Heritage, decolonization and multiculturalism. The principle that SA belongs to all who live in it is the basis of the recognition that the nation is made up of many historical influences, ethnicities, religions, languages, traditions and classes
The SA of today is a salad of peoples whose ancestors migrated and immigrated from diverse places. In similarity with other industrialized countries, SA population has descendants of peoples from all the 200 countries of the world
In a word, SA was colonized by descendants of diverse origins, who have bequeathed a multicultural heritage of languages, architecture, literature, cuisine, norms and religions. Indians, Somali, Jews, Zulu, Arabs , Dutch... The Afrikaans sprang from Dutch, French, Belgians and German immigrants and refugees who settled among them in 1750s, not forgetting some Khoi
Coloured, Zulus, Sotho, Pedi, Tswana and Venda are also a collection of immigrants and other tongues
In turn, some SA tribes migrated from here to colonize other countries, exporting their way of living and particularly their languages. For example in late 1820s, Khumalo, a Zulu clan, colonized the area between Pretoria and Mafikeng, before being routed by the superior firepower of the boers under Hendrick Potgieter. Then upon their flight they went on to colonize Shona country (killing so many that more than 100 later, Robert Mugabe avenged the Shona by committing atrocities of Gukurhahundi) .

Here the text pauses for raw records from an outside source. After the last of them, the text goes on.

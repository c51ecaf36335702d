// Copyright (c) 2025 Dimitris Kafetzis
//
// Licensed under the MIT License.
// See LICENSE file in the project root for full license information.
//
// SPDX-License-Identifier: MIT

//! Budget-enforced buffer allocator with storage reuse.
//!
//! The [`BufferArena`] is the central allocator for staging buffers. It:
//!
//! 1. Enforces a hard ceiling on live bytes — allocations that would
//!    exceed the budget return `Err(OutOfMemory)`.
//! 2. Keeps released storage, keyed by element count, so repeated
//!    allocations of the same extent avoid fresh heap allocation.
//! 3. Tracks allocation statistics for budget tuning.
//!
//! # Thread Safety
//! `BufferArena` is `Send + Sync` and can be shared across threads via
//! `Arc<BufferArena>`. The buffers it hands out remain single-owner.
//!
//! # Storage Reuse
//! Buffers have fixed extents, so spare storage is keyed by exact element
//! count rather than rounded size classes; a reused block always fits the
//! request it is handed to. Reuse can be disabled via [`ArenaConfig`].

use crate::{AllocBudget, ArenaBuffer, ArenaConfig, ArenaError, ArenaStats};
use buffer_core::{Buffer2D, Extent};
use std::collections::HashMap;
use std::sync::atomic::{AtomicUsize, Ordering};
use std::sync::{Arc, Mutex};

/// Internal arena state, shared with [`ArenaBuffer`] wrappers via `Arc`.
pub(crate) struct ArenaInner {
    /// The live-byte ceiling.
    budget: AllocBudget,
    /// Whether released storage is kept for reuse.
    reuse: bool,
    /// Bytes currently held by live buffers.
    live_bytes: AtomicUsize,
    /// Released storage: element count → available blocks.
    spare: Mutex<HashMap<usize, Vec<Vec<f32>>>>,
    /// Total bytes held in the spare list (for trim accounting).
    spare_bytes: AtomicUsize,
    /// Statistics (behind a Mutex since updates are infrequent).
    stats: Mutex<ArenaStats>,
}

impl ArenaInner {
    /// Called by `ArenaBuffer::drop` to return storage to the arena.
    pub(crate) fn release(&self, storage: Vec<f32>) {
        let size_bytes = storage.len() * std::mem::size_of::<f32>();
        self.live_bytes.fetch_sub(size_bytes, Ordering::Release);

        if let Ok(mut stats) = self.stats.lock() {
            stats.record_release();
        }

        if !self.reuse || storage.is_empty() {
            return;
        }

        self.spare_bytes.fetch_add(size_bytes, Ordering::Release);
        if let Ok(mut spare) = self.spare.lock() {
            spare.entry(storage.len()).or_default().push(storage);
        }
    }
}

/// The primary allocator for staging buffers.
///
/// # Example
/// ```
/// use buffer_arena::{AllocBudget, BufferArena};
///
/// let arena = BufferArena::new(AllocBudget::from_bytes(1024));
///
/// // 8x8 f32 = 256 bytes.
/// let a = arena.allocate(8, 8).unwrap();
/// let b = arena.allocate(8, 8).unwrap();
/// assert_eq!(arena.live_bytes(), 512);
/// assert_eq!(arena.available_bytes(), 512);
///
/// drop(a);
/// drop(b);
/// assert_eq!(arena.live_bytes(), 0);
/// ```
pub struct BufferArena {
    inner: Arc<ArenaInner>,
}

impl BufferArena {
    /// Creates an arena with the given budget and storage reuse enabled.
    pub fn new(budget: AllocBudget) -> Self {
        Self::with_reuse(budget, true)
    }

    /// Creates an arena with explicit reuse behaviour.
    pub fn with_reuse(budget: AllocBudget, reuse: bool) -> Self {
        Self {
            inner: Arc::new(ArenaInner {
                budget,
                reuse,
                live_bytes: AtomicUsize::new(0),
                spare: Mutex::new(HashMap::new()),
                spare_bytes: AtomicUsize::new(0),
                stats: Mutex::new(ArenaStats::default()),
            }),
        }
    }

    /// Creates an arena from a parsed configuration.
    pub fn with_config(config: &ArenaConfig) -> Result<Self, ArenaError> {
        let budget = config.parse_budget()?;
        Ok(Self::with_reuse(budget, config.reuse_storage))
    }

    /// Allocates a `dim_x` × `dim_y` buffer.
    ///
    /// Returns `Err(OutOfMemory)` if the allocation would push live bytes
    /// past the budget; the error is surfaced to the caller and never
    /// recovered internally. Released storage of the same element count is
    /// reused (zeroed) when available, otherwise fresh storage is
    /// allocated via [`Buffer2D::new`].
    ///
    /// The returned [`ArenaBuffer`] gives its storage back to the arena
    /// when dropped.
    pub fn allocate(&self, dim_x: usize, dim_y: usize) -> Result<ArenaBuffer, ArenaError> {
        let extent = Extent::new(dim_x, dim_y);
        let requested = extent.size_bytes();

        // Check the ceiling.
        let current = self.inner.live_bytes.load(Ordering::Acquire);
        let budget = self.inner.budget.as_bytes();
        if current + requested > budget {
            if let Ok(mut stats) = self.inner.stats.lock() {
                stats.record_oom();
            }
            tracing::warn!(
                "allocation rejected: {extent} needs {requested} bytes, \
                 {available} of {budget} available",
                available = budget.saturating_sub(current),
            );
            return Err(ArenaError::OutOfMemory {
                dim_x,
                dim_y,
                requested_bytes: requested,
                available_bytes: budget.saturating_sub(current),
                budget_bytes: budget,
            });
        }

        // Try to reuse released storage of the same element count.
        let mut storage = None;
        if extent.num_elements() > 0 {
            if let Ok(mut spare) = self.inner.spare.lock() {
                if let Some(blocks) = spare.get_mut(&extent.num_elements()) {
                    if let Some(mut block) = blocks.pop() {
                        block.fill(0.0);
                        self.inner.spare_bytes.fetch_sub(requested, Ordering::Release);
                        storage = Some(block);
                    }
                }
            }
        }

        let reused = storage.is_some();
        let buffer = match storage {
            Some(block) => Buffer2D::from_vec(dim_x, dim_y, block)?,
            None => Buffer2D::new(dim_x, dim_y)?,
        };
        tracing::debug!(
            "allocated {extent} ({requested} bytes, {})",
            if reused { "reused" } else { "fresh" },
        );

        self.inner.live_bytes.fetch_add(requested, Ordering::Release);

        if let Ok(mut stats) = self.inner.stats.lock() {
            if reused {
                stats.record_reuse_hit();
            } else {
                stats.record_fresh();
            }
            stats.update_peak(self.inner.live_bytes.load(Ordering::Acquire));
        }

        Ok(ArenaBuffer::new(buffer, Arc::clone(&self.inner)))
    }

    /// Returns the bytes currently held by live buffers.
    pub fn live_bytes(&self) -> usize {
        self.inner.live_bytes.load(Ordering::Acquire)
    }

    /// Returns the bytes remaining before the budget is hit.
    pub fn available_bytes(&self) -> usize {
        self.inner
            .budget
            .as_bytes()
            .saturating_sub(self.live_bytes())
    }

    /// Returns the configured budget.
    pub fn budget(&self) -> AllocBudget {
        self.inner.budget
    }

    /// Returns a snapshot of allocation statistics.
    pub fn stats(&self) -> ArenaStats {
        self.inner
            .stats
            .lock()
            .map(|s| s.clone())
            .unwrap_or_default()
    }

    /// Drops all spare storage, releasing it back to the OS.
    ///
    /// Live buffers are unaffected — only the reuse list is cleared.
    pub fn trim(&self) {
        if let Ok(mut spare) = self.inner.spare.lock() {
            spare.clear();
            self.inner.spare_bytes.store(0, Ordering::Release);
        }
    }

    /// Returns the bytes held in the spare list.
    pub fn spare_bytes(&self) -> usize {
        self.inner.spare_bytes.load(Ordering::Acquire)
    }
}

impl std::fmt::Debug for BufferArena {
    fn fmt(&self, f: &mut std::fmt::Formatter<'_>) -> std::fmt::Result {
        f.debug_struct("BufferArena")
            .field("budget", &self.inner.budget)
            .field("live_bytes", &self.live_bytes())
            .field("available_bytes", &self.available_bytes())
            .finish()
    }
}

Their Batswana victims gave them the name Matebele (something about their shields). It is said that their king, Moselekatse, to his death in 1870 never recognized the Tswana name, which is known as Ndebele today. Zimbabwe's western provinces bear the colonizers name, Matabeleland
A Sotho speaking clan, Makololo, migrated from Bethlehem and colonized Tanzania in the same period.
Based on this evolution, South Africa's national authorities, historians and anthropologists determined that the country is a united nations. The heritage of one group is a positive contribution to the collective national heritage.
The different colonizers cannot be wished away unless we want to be unreal. At social level, multiculturalism is real. It's a pity politicians rend to wake up and try to separate them.
The question is not whose heritage is to be recognized but how do we continue to make this country a home for all, monetizing all cultures if you like. For it is impossible to decolonize some aspects of a settled nation... without creating conflagration of Rwandan proportions.
11. Some of us love Indian, or African, Chinese, Thai or German food. Many of us love Scottish whisky, American beer, Xhosa samp, English literature, American movies, Tswana music, pop, kwaito, Shangaan names etc. Some are Hindu, some are Baha'i. Some are Bushiri, others Rhema, ZCC, atheists and uncategorized.
So, how do we decolonize a country of colonists? Whose heritage is not legitimate and deserves to be obliterated? To whom doesn't SA belong even though they're citizens as per the constitution?
As comrade Terror Lekota asked 'Who is not our people "?
I don't think changing names of streets and towns amounts to decolonization. Removing a statue doesn't either. Why not build new cities, statues, hospitals, dams, airports and stadiums and give them new (appropriate) names? Changing an English name to a name just to force some people to pronounce your name is not clever if you retain the architecture, for example?
Do you think Zimbabweans should remove Zulu heritage?